[Opening Exercise inputs section]
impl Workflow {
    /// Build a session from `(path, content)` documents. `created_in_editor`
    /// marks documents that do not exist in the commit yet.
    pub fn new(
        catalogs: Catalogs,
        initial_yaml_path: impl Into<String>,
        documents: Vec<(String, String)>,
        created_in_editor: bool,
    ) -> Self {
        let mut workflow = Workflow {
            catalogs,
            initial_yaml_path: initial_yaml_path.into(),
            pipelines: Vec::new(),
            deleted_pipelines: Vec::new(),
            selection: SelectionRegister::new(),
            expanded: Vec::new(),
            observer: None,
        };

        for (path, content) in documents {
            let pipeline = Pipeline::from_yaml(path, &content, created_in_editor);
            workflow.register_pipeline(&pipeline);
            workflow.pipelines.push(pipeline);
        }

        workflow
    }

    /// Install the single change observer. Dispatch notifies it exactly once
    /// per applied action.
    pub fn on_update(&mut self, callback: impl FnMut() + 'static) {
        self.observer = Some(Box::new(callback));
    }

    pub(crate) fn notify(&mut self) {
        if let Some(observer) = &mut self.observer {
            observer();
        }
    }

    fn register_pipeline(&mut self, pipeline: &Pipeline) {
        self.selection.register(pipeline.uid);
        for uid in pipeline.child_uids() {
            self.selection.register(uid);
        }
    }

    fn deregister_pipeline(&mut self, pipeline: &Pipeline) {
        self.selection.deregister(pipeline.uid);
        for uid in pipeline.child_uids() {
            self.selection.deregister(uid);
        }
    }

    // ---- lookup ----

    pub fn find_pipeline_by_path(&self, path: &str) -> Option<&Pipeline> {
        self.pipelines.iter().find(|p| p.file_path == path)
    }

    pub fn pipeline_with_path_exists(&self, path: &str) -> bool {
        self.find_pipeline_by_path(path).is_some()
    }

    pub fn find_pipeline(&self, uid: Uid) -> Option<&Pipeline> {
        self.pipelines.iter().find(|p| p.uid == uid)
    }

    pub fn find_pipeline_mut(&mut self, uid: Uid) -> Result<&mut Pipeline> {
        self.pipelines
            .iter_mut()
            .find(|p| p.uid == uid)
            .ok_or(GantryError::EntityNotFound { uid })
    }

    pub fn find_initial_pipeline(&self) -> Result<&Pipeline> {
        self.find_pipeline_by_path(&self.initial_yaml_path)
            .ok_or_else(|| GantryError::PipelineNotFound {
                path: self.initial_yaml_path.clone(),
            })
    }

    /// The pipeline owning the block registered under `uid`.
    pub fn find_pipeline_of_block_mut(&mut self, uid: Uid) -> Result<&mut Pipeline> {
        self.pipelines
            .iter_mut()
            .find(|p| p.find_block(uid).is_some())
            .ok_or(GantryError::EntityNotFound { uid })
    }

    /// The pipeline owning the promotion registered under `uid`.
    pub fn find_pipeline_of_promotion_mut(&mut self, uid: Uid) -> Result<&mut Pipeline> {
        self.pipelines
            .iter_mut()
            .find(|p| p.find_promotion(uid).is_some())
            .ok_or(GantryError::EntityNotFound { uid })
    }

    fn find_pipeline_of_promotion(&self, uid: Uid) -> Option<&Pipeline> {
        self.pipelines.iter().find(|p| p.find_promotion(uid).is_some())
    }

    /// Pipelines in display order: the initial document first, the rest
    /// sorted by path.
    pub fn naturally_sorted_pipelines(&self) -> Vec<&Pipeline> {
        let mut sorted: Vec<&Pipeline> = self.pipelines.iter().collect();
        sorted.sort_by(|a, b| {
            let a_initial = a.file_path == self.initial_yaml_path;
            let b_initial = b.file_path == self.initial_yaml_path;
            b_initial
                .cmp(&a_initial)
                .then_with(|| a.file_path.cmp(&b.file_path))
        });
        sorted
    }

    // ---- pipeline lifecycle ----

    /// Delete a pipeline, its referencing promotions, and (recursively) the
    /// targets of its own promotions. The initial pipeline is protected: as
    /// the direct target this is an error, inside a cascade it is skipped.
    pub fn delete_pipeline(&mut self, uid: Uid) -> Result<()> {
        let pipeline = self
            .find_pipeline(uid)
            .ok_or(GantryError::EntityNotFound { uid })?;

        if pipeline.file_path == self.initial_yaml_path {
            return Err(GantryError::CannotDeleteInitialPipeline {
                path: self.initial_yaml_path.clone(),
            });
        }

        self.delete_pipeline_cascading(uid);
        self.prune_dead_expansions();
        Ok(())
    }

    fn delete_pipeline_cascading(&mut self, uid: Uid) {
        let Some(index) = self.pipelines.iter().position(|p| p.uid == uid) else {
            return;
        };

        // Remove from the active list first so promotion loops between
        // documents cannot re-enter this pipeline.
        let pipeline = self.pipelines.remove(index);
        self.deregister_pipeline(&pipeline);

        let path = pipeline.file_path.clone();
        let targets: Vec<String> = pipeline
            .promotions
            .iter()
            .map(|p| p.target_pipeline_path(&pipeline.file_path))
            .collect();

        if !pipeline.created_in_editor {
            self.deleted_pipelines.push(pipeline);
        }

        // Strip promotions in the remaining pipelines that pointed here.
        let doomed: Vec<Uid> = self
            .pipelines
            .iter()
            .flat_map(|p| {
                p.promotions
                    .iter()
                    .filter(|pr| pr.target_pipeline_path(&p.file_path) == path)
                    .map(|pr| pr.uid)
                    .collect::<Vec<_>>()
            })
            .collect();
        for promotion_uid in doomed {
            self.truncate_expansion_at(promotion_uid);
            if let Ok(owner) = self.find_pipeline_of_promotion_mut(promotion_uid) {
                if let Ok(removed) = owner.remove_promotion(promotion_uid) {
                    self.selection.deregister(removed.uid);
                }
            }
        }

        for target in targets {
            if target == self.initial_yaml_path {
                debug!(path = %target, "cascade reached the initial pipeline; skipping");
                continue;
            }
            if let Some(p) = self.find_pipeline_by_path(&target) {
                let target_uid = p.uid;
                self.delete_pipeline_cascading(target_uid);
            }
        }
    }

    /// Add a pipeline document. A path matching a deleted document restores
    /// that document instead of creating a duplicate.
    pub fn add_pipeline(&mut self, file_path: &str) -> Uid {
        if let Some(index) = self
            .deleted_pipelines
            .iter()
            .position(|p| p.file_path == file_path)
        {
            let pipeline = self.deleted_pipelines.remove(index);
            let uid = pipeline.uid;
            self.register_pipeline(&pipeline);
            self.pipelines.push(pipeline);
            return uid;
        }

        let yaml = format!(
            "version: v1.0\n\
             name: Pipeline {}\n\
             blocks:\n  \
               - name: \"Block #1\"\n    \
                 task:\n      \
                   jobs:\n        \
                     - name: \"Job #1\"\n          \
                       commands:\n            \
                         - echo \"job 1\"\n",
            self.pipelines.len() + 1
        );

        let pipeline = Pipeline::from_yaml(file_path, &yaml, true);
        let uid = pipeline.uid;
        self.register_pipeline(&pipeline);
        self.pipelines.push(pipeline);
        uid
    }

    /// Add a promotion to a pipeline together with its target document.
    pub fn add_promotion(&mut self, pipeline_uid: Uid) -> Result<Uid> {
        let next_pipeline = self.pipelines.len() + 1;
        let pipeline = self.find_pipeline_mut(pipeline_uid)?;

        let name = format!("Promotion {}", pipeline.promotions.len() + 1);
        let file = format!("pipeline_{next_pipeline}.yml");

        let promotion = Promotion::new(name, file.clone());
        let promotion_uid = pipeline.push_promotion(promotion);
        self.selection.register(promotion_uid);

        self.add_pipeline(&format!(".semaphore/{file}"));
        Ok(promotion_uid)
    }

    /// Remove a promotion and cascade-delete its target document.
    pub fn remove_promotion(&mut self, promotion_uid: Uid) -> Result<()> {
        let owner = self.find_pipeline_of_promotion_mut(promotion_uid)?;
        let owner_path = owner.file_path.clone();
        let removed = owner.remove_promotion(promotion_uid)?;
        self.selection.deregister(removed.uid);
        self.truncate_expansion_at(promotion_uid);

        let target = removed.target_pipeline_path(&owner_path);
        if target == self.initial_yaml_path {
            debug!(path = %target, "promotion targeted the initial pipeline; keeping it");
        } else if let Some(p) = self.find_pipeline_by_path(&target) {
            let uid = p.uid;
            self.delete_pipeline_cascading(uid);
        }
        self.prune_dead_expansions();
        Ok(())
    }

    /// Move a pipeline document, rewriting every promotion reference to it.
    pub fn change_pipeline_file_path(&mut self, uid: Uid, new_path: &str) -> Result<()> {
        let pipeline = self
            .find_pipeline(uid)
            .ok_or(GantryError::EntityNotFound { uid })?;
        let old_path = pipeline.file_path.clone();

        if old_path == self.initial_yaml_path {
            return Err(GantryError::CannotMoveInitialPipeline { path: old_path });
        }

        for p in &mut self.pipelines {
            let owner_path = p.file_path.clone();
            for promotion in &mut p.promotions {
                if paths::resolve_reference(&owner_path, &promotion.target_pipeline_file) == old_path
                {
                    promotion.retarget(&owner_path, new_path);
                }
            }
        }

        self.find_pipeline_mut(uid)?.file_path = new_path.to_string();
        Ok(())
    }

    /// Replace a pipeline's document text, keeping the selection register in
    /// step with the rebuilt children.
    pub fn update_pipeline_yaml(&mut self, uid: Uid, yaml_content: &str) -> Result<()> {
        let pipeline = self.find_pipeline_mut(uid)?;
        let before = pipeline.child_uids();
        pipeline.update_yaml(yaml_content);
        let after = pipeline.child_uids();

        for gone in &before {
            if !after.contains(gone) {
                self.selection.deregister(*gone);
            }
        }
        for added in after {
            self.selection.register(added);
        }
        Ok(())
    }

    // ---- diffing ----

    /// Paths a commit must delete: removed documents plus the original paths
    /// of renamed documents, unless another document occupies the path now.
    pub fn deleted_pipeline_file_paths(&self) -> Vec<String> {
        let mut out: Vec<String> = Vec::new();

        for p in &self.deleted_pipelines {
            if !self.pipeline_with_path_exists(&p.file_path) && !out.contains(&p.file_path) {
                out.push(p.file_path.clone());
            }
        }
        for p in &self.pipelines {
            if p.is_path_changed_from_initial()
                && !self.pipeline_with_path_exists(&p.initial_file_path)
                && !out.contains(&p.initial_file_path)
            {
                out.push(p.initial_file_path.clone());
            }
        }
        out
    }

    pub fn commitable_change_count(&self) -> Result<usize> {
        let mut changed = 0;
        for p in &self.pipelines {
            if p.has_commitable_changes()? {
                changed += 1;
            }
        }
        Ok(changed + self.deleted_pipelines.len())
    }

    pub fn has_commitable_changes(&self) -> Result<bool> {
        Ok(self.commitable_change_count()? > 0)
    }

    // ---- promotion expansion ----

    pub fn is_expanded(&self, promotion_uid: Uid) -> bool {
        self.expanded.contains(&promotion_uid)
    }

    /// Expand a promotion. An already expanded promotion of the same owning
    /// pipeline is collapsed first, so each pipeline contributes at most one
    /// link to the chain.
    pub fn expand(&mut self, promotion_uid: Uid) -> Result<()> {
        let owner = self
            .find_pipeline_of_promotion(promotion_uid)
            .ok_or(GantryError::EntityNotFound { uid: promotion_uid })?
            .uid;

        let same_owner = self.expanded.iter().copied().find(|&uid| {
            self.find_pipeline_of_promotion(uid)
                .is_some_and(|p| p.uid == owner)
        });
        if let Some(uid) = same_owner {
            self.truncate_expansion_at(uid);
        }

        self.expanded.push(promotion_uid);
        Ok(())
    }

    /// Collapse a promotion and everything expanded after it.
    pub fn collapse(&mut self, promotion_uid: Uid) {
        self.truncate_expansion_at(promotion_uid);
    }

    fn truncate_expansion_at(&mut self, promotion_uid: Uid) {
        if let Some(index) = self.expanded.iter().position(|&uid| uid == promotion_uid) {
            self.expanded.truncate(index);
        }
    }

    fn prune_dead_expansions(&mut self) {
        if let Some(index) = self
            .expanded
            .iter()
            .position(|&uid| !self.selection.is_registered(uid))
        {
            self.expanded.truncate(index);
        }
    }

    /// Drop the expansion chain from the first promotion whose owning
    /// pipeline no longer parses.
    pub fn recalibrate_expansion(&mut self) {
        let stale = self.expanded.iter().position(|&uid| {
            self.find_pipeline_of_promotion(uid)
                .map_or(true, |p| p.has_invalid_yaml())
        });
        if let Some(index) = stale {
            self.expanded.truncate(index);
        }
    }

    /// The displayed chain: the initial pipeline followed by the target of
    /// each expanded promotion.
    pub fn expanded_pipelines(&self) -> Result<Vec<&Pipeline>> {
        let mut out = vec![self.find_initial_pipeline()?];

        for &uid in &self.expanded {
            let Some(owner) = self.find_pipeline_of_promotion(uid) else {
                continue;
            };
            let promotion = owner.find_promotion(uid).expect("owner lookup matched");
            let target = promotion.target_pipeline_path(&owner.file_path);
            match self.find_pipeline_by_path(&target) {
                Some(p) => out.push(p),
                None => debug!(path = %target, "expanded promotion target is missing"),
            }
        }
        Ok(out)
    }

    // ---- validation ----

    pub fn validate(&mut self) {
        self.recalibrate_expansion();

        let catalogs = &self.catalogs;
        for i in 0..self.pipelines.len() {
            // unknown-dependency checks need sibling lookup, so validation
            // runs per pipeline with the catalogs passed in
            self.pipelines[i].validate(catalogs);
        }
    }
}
[Closing Exercise inputs section]
Exercise goal:
In the entries above, one line contains "pub fn add_promotion(&mut" and another contains "let owner = self.find_pipeline_of_promotion_mut(promotion_uid)?;". Reproduce exactly those two lines and the lines between them, nothing else.

Reply to the task:
    pub fn add_promotion(&mut self, pipeline_uid: Uid) -> Result<Uid> {
        let next_pipeline = self.pipelines.len() + 1;
        let pipeline = self.find_pipeline_mut(pipeline_uid)?;

        let name = format!("Promotion {}", pipeline.promotions.len() + 1);
        let file = format!("pipeline_{next_pipeline}.yml");

        let promotion = Promotion::new(name, file.clone());
        let promotion_uid = pipeline.push_promotion(promotion);
        self.selection.register(promotion_uid);

        self.add_pipeline(&format!(".semaphore/{file}"));
        Ok(promotion_uid)
    }

    /// Remove a promotion and cascade-delete its target document.
    pub fn remove_promotion(&mut self, promotion_uid: Uid) -> Result<()> {
        let owner = self.find_pipeline_of_promotion_mut(promotion_uid)?;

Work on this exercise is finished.